How to figure out what encoding the text in the file is in?
You need to know. Nowadays, there is no longer such a thing as "plain text", you
always need to know the encoding:
* the user tells you with a command line switch or with a menu selection
* The encoding is known by some other information (i.e. encoding information in
an XML header or in the e-mail headers)
* The encoding is implicit by some other rules (i.e. a company or project rule
that source files are always encoded in ANSI Latin-1 and config files are UTF-16LE)
* Sometimes you can guess by statistical analysis of the first 1000 or so bytes.
I think there is windows shell function that tries to guess for you.

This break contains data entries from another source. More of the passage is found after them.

//! Non-interactive output of a rendered view, for `--print`.
//!
//! The text form mirrors the terminal layout: search and category line, rows,
//! then the pager line when there is more than one page. The JSON form carries
//! the same rows with entry details resolved.
use crate::filter::Category;
use crate::listing::{Entry, PageKind};
use crate::util::strip_control_chars;
use crate::view::{Coordinator, Row};
use chrono::NaiveDate;
use serde::Serialize;

/// One output row with the entry resolved from the snapshot.
#[derive(Debug, Clone, PartialEq, Eq, Serialize)]
#[serde(tag = "kind", rename_all = "lowercase")]
pub enum ReportRow<'a> {
    Header {
        label: &'a str,
        continued: bool,
    },
    Entry {
        index: usize,
        title: &'a str,
        published_at: Option<NaiveDate>,
        is_draft: bool,
        is_starred: bool,
    },
}

#[derive(Debug, Clone, Serialize)]
pub struct CategoryCount {
    pub category: Category,
    pub count: usize,
    pub active: bool,
}

/// Serializable snapshot of what the coordinator currently shows.
#[derive(Debug, Clone, Serialize)]
pub struct Report<'a> {
    pub kind: PageKind,
    pub search: &'a str,
    pub categories: Vec<CategoryCount>,
    pub page: usize,
    pub total_pages: usize,
    pub matched: usize,
    pub hidden_undated: usize,
    pub rows: Vec<ReportRow<'a>>,
}

impl<'a> Report<'a> {
    pub fn new(coordinator: &'a Coordinator) -> Self {
        let view = coordinator.view();
        let bar = coordinator.category_bar();
        let categories = bar
            .links()
            .iter()
            .map(|link| CategoryCount {
                category: link.category,
                count: link.count,
                active: link.category == bar.active(),
            })
            .collect();

        let rows = view
            .rows
            .iter()
            .filter_map(|row| match row {
                Row::Header { label, continued } => Some(ReportRow::Header {
                    label: label.as_str(),
                    continued: *continued,
                }),
                Row::Entry { index } => coordinator.entry(*index).map(|e| entry_row(*index, e)),
            })
            .collect();

        Self {
            kind: coordinator.kind(),
            search: coordinator.search_box().value(),
            categories,
            page: view.pager.page,
            total_pages: view.pager.total_pages,
            matched: view.matched,
            hidden_undated: view.hidden_undated,
            rows,
        }
    }

    pub fn to_json(&self) -> serde_json::Result<String> {
        serde_json::to_string_pretty(self)
    }
}

fn entry_row(index: usize, entry: &Entry) -> ReportRow<'_> {
    ReportRow::Entry {
        index,
        title: &entry.title,
        published_at: entry.published_at,
        is_draft: entry.is_draft,
        is_starred: entry.is_starred,
    }
}

/// Plain-text rendering of the current view.
pub fn render_text(coordinator: &Coordinator) -> String {
    let view = coordinator.view();
    let mut out = String::new();

    if coordinator.listing().is_empty() {
        out.push_str("No posts found\n");
        return out;
    }

    let bar = coordinator.category_bar();
    let links: Vec<String> = bar
        .links()
        .iter()
        .map(|link| {
            if link.category == bar.active() {
                format!("[{}]", link.text())
            } else {
                link.text()
            }
        })
        .collect();
    out.push_str(&format!("Search: {}\n", coordinator.search_box().value()));
    out.push_str(&links.join("  "));
    out.push_str("\n\n");

    if view.rows.is_empty() {
        out.push_str("No matching posts\n");
    }
    for row in &view.rows {
        match row {
            Row::Header { label, continued } => {
                if *continued {
                    out.push_str(&format!("== {} (continued) ==\n", label));
                } else {
                    out.push_str(&format!("== {} ==\n", label));
                }
            }
            Row::Entry { index } => {
                if let Some(entry) = coordinator.entry(*index) {
                    out.push_str(&entry_line(entry));
                    out.push('\n');
                }
            }
        }
    }

    if view.pager.visible {
        let prev = if view.pager.prev_enabled { "< Prev" } else { "      " };
        let next = if view.pager.next_enabled { "Next >" } else { "" };
        out.push('\n');
        out.push_str(&format!("{}  {}  {}\n", prev, view.pager.indicator(), next));
    }
    if view.hidden_undated > 0 {
        out.push_str(&format!("({} undated not shown)\n", view.hidden_undated));
    }
    out
}

fn entry_line(entry: &Entry) -> String {
    let date = entry
        .published_at
        .map(|d| d.format("%Y-%m-%d").to_string())
        .unwrap_or_else(|| "----------".to_string());
    let mut line = format!("  {}  {}", date, strip_control_chars(&entry.title));
    if entry.is_starred {
        line.push_str(" *");
    }
    if entry.is_draft {
        line.push_str(" (draft)");
    }
    line
}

* UNICODE text files may contain a BOM (as the first character that can be used
to identify the file's Unicode encoding type. Unfortunately, this BOM is
optional. See http://en.wikipedia.org/wiki/Byte_Order_Mark
* Most config files that do not contain user displayable texts still use plain
ASCII. But since even internet domain names can contain extended characters you
can no longer rely even on that.
In many cases you can assume that a text file is either in the user's default
ANSI code page or in UTF16 with BOM (Byte Order Mark) when the file was created
by some standard windows applications. But for files that came from the net, you
never really know. 8 bit text files from current Linux systems are usually
encoded in UTF-8, with and without BOM.